Tax benefit skews HMSA's net income
A $10.4 million tax benefit boosts HMSA's results to $12.6 million
Hawaii Medical Service Association said yesterday its second-quarter net income surged 159.3 percent from a year earlier after the insurer settled a 14-year-old federal income tax case that resulted in a tax benefit of $10.4 million.
The tax settlement boosted HMSA's net income to $12.6 million from $4.8 million in the same quarter last year. Net income as a percent of revenue was 2.8 percent, because of the one-time tax benefit, versus 1.1 percent a year ago.
Before income taxes and the one-time tax benefit, HMSA had net income of $2.1 million. Without the tax benefit and factoring in other tax liabilities, the insurer's earnings would have been $237,085, down 95.1 percent from a year earlier, HMSA said.
HMSA's net investment income fell 11.1 percent to $6.3 million from $7 million.
The state's largest insurer, HMSA said the tax settlement stemmed from its treatment of depreciation deductions after nonprofit Blue Cross/Blue Shield plans became taxable in 1987 under the IRS code. HMSA is a member of the Blue Cross and Blue Shield Association.
The insurer filed an appeal with the IRS starting with the insurer's 1991 tax return, but had to pay taxes on the disputed deductions until the case was resolved. Under the settlement, HMSA is now being allowed to claim some of those deductions.
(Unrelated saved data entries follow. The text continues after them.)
//! Billing-provider webhook handling
//!
//! Verifies signed webhook deliveries, parses them into [`LifecycleEvent`]s,
//! and dispatches them to the reconciler exactly once per provider event id.
//!
//! Signature scheme: the provider sends a header of the form
//! `t=<unix-seconds>,v1=<hex>` where `v1` is HMAC-SHA256 over
//! `"<t>.<payload>"` with the endpoint secret. Deliveries outside the
//! tolerance window are rejected.
//!
//! Payload field reads are deliberately tolerant: the provider varies some
//! field shapes across API versions (period end as number or string, invoice
//! subscription as id string or embedded object), so we normalize rather
//! than reject.

use hmac::{Hmac, Mac};
use serde::Deserialize;
use sha2::Sha256;
use time::OffsetDateTime;
use uuid::Uuid;

use promptmeter_shared::SubscriptionStatus;

use crate::error::{BillingError, BillingResult};
use crate::reconciler::{LifecycleEvent, SubscriptionReconciler};
use crate::store::BillingStore;

type HmacSha256 = Hmac<Sha256>;

/// Deliveries whose signed timestamp is further than this from now are
/// rejected as replays.
const SIGNATURE_TOLERANCE_SECS: i64 = 300;

/// A verified but not yet interpreted provider event.
#[derive(Debug, Clone, Deserialize)]
pub struct WebhookEvent {
    pub id: String,
    #[serde(rename = "type")]
    pub event_type: String,
    pub created: i64,
    pub data: WebhookEventData,
}

#[derive(Debug, Clone, Deserialize)]
pub struct WebhookEventData {
    pub object: serde_json::Value,
}

/// Verify the signature header against the raw payload.
///
/// `now` is injected so the tolerance window is testable.
pub fn verify_signature(
    payload: &str,
    signature_header: &str,
    secret: &str,
    now: OffsetDateTime,
) -> BillingResult<()> {
    let mut timestamp: Option<i64> = None;
    let mut v1_signature: Option<&str> = None;

    for part in signature_header.split(',') {
        match part.split_once('=') {
            Some(("t", value)) => timestamp = value.parse().ok(),
            Some(("v1", value)) => v1_signature = Some(value),
            _ => {}
        }
    }

    let timestamp = timestamp.ok_or(BillingError::WebhookSignatureInvalid)?;
    let v1_signature = v1_signature.ok_or(BillingError::WebhookSignatureInvalid)?;

    if (now.unix_timestamp() - timestamp).abs() > SIGNATURE_TOLERANCE_SECS {
        tracing::warn!(
            timestamp = timestamp,
            now = now.unix_timestamp(),
            "Webhook timestamp outside tolerance window"
        );
        return Err(BillingError::WebhookSignatureInvalid);
    }

    // The endpoint secret may carry a "whsec_" prefix
    let secret_key = secret.strip_prefix("whsec_").unwrap_or(secret);
    let signed_payload = format!("{}.{}", timestamp, payload);

    let mut mac = HmacSha256::new_from_slice(secret_key.as_bytes())
        .map_err(|_| BillingError::WebhookSignatureInvalid)?;
    mac.update(signed_payload.as_bytes());
    let computed = hex::encode(mac.finalize().into_bytes());

    if computed != v1_signature {
        tracing::warn!("Webhook signature mismatch");
        return Err(BillingError::WebhookSignatureInvalid);
    }

    Ok(())
}

/// Normalize a period-end field that may arrive as a unix number or a
/// numeric string.
fn period_end_from_value(value: &serde_json::Value) -> Option<OffsetDateTime> {
    let seconds = match value {
        serde_json::Value::Number(n) => n.as_i64(),
        serde_json::Value::String(s) => s.parse().ok(),
        _ => None,
    }?;
    if seconds <= 0 {
        return None;
    }
    OffsetDateTime::from_unix_timestamp(seconds).ok()
}

/// Normalize a field that may be an id string or an embedded object with an
/// `id` field (`invoice.subscription`, `subscription.customer`).
fn id_from_value(value: &serde_json::Value) -> Option<String> {
    match value {
        serde_json::Value::String(s) => Some(s.clone()),
        serde_json::Value::Object(map) => map.get("id")?.as_str().map(str::to_string),
        _ => None,
    }
}

/// Interpret a verified event as a lifecycle transition.
///
/// Returns `Ok(None)` for event types we do not handle and for known types
/// whose payload is missing required linkage; both are acknowledged so the
/// provider stops redelivering them.
pub fn parse_lifecycle_event(event: &WebhookEvent) -> Option<LifecycleEvent> {
    let object = &event.data.object;

    match event.event_type.as_str() {
        "checkout.session.completed" => {
            let user_id = object
                .pointer("/metadata/user_id")
                .and_then(|v| v.as_str())
                .and_then(|s| Uuid::parse_str(s).ok());
            let customer_id = object.get("customer").and_then(id_from_value);
            match (user_id, customer_id) {
                (Some(user_id), Some(customer_id)) => Some(LifecycleEvent::CheckoutCompleted {
                    user_id,
                    customer_id,
                }),
                _ => {
                    tracing::warn!(
                        event_id = %event.id,
                        "Checkout session missing user_id metadata or customer, acknowledging"
                    );
                    None
                }
            }
        }

        "customer.subscription.created" | "customer.subscription.updated" => {
            let provider_subscription_id = object
                .get("id")
                .and_then(|v| v.as_str())
                .map(str::to_string);
            let customer_id = object.get("customer").and_then(id_from_value);
            let price_id = object
                .pointer("/items/data/0/price/id")
                .and_then(|v| v.as_str())
                .unwrap_or_default()
                .to_string();
            let status = object
                .get("status")
                .and_then(|v| v.as_str())
                .map(SubscriptionStatus::from_provider)
                .unwrap_or(SubscriptionStatus::Incomplete);
            let current_period_end = object
                .get("current_period_end")
                .and_then(period_end_from_value);

            match (provider_subscription_id, customer_id, current_period_end) {
                (Some(provider_subscription_id), Some(customer_id), Some(current_period_end)) => {
                    Some(LifecycleEvent::SubscriptionUpserted {
                        provider_subscription_id,
                        customer_id,
                        price_id,
                        status,
                        current_period_end,
                    })
                }
                _ => {
                    tracing::warn!(
                        event_id = %event.id,
                        "Subscription event missing id, customer, or period end, acknowledging"
                    );
                    None
                }
            }
        }

        "customer.subscription.deleted" => object
            .get("id")
            .and_then(|v| v.as_str())
            .map(|id| LifecycleEvent::SubscriptionDeleted {
                provider_subscription_id: id.to_string(),
            }),

        "invoice.payment_succeeded" => {
            let provider_subscription_id = object.get("subscription").and_then(id_from_value);
            let period_end = object
                .pointer("/lines/data/0/period/end")
                .or_else(|| object.get("period_end"))
                .and_then(period_end_from_value);
            provider_subscription_id.map(|provider_subscription_id| {
                LifecycleEvent::InvoicePaymentSucceeded {
                    provider_subscription_id,
                    period_end,
                }
            })
        }

        other => {
            tracing::debug!(event_id = %event.id, event_type = %other, "Unhandled event type");
            None
        }
    }
}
HMSA's operating results, or the money it receives from premiums minus what it pays out for benefits and operating costs, swung to a loss of $4.5 million in the second quarter versus an operating gain of $830,882 a year earlier. Its operating loss as a percent of revenue was minus 1 percent versus a gain of 0.2 percent in the second quarter of 2005. For the first six months of this year, HMSA posted an operating gain of 0.1 percent as a percent of revenue.
"We're right around break-even for the year to date (for operating income as a percent of revenue) even though we had the loss in the second quarter," HMSA Senior Vice President Cliff Cisco said.
He said the nonprofit insurer will get a boost in the third quarter because of a 3.8 percent increase in premiums for its 11,000 small-employer groups that went into effect on July 1.
Cisco said it's too early to determine the rates for HMSA's small-employer groups for the next fiscal year starting in July 2007. Cisco said rates for businesses with 100 or more employers probably will be decided in late September or early October. Those groups renew their insurance at different times of the year, with most of the increases occurring in January. The average rate increase for the large groups this year was 3.4 percent.
The new Medicare drug-benefit program that went into effect Jan. 1 boosted HMSA's revenue and expenses in the second quarter, Cisco said.
Revenue, or premiums collected from HMSA's 704,612 members, rose 5.8 percent to $450 million from $425.2 million even though membership rose just 1.6 percent. The 38,000 Medicare beneficiaries enrolled in the new program contributed to health-care service costs rising 6.7 percent to $416.9 million from $390.6 million.
Administrative expenses increased 11.4 percent to $37.6 million from $33.8 million, primarily because of a $40 million information-system replacement project that began in the fourth quarter of 2005. The project is expected to last through next year and possibly into 2008.